Another oddly interesting problem for its slot. The key idea is to pay attention to the constraints of the problem. The statement says the original message did not have repeated characters and there is a guarantee that at least one of such original messages will exist. The subsequences will then also not have repeated characters.

The message should contain the characters in the input and only the characters in the input. This is because we want to minimize its length. There is no reason to add characters not in the input, it would only make the message longer. We also cannot forget any of the characters since we want them to be subsequences.

Then we already know the shortest length - The total number of different characters in the input. What is left is to find the lexicographically first message of that length. Since the actual characters are known, what we want is to pick the appropriate order.

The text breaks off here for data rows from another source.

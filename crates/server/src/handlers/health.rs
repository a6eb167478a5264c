//! Health check handler.

use crate::error::ApiResult;
use crate::state::AppState;
use axum::Json;
use axum::extract::State;
use serde::Serialize;

/// Health check response.
#[derive(Debug, Serialize)]
pub struct HealthResponse {
    pub status: &'static str,
    pub indexed_names: usize,
}

/// GET /v1/health - database connectivity probe.
/// Intentionally unauthenticated for load balancers and probes.
pub async fn health_check(State(state): State<AppState>) -> ApiResult<Json<HealthResponse>> {
    state.metadata.health_check().await?;
    Ok(Json(HealthResponse {
        status: "ok",
        indexed_names: state.name_index.len(),
    }))
}
//! Route configuration.

use crate::handlers;
use crate::idempotency::idempotency_middleware;
use crate::state::AppState;
use axum::Router;
use axum::middleware;
use axum::routing::{delete, get};
use tower_http::trace::TraceLayer;

/// Create the application router.
///
/// The idempotency filter wraps the whole API; it passes non-mutating
/// methods through untouched and enforces the `Idempotency-Key` contract
/// on POST/PUT/DELETE. Per-request tracing is layered outermost when
/// `server.enable_tracing` is set.
pub fn create_router(state: AppState) -> Router {
    let enable_tracing = state.config.server.enable_tracing;

    let router = Router::new()
        // Health check (intentionally unfiltered for probes)
        .route("/v1/health", get(handlers::health_check))
        // Distilleries
        .route(
            "/v1/distilleries",
            get(handlers::list_distilleries).post(handlers::create_distillery),
        )
        .route("/v1/distilleries/search", get(handlers::search_distilleries))
        .route(
            "/v1/distilleries/by-name/{name}",
            get(handlers::get_distillery_by_name),
        )
        .route(
            "/v1/distilleries/{distillery_id}",
            get(handlers::get_distillery)
                .put(handlers::update_distillery)
                .delete(handlers::delete_distillery),
        )
        .route(
            "/v1/distilleries/{distillery_id}/bottles",
            get(handlers::list_bottles_for_distillery),
        )
        // Bottles
        .route(
            "/v1/bottles",
            get(handlers::list_bottles).post(handlers::create_bottle),
        )
        .route(
            "/v1/bottles/{bottle_id}",
            get(handlers::get_bottle)
                .put(handlers::update_bottle)
                .delete(handlers::delete_bottle),
        )
        // Brands
        .route(
            "/v1/brands",
            get(handlers::list_brands).post(handlers::create_brand),
        )
        .route(
            "/v1/brands/{brand_id}",
            get(handlers::get_brand)
                .put(handlers::update_brand)
                .delete(handlers::delete_brand),
        )
        // Geographic taxonomy
        .route(
            "/v1/countries",
            get(handlers::list_countries).post(handlers::create_country),
        )
        .route(
            "/v1/countries/{country_id}",
            get(handlers::get_country).delete(handlers::delete_country),
        )
        .route(
            "/v1/countries/{country_id}/regions",
            get(handlers::list_regions).post(handlers::create_region),
        )
        .route("/v1/regions/{region_id}", delete(handlers::delete_region))
        .layer(middleware::from_fn_with_state(
            state.clone(),
            idempotency_middleware,
        ));

    let router = if enable_tracing {
        router.layer(TraceLayer::new_for_http())
    } else {
        router
    };

    router.with_state(state)
}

Inspect the examples: {"acd", "bce"} , since we want acd to be a subsequence of the message, then a must always be to the left of c and c to the left of d in the message. a must come before c and d. b must come before c. Now, it could happen that two characters never appear in the same fragment, and thus there is no direct relation ship that forces one to come before another. But it may happen that indirect relations do force something like that, for example: {"ad", "dc"} c must come after d, and d must come after a, ergo c must come after a. In the case there is no relation direct or not between two characters, then we can place any of them in the message, but we want the lexicographically-first message, so the smaller character of those two should come first.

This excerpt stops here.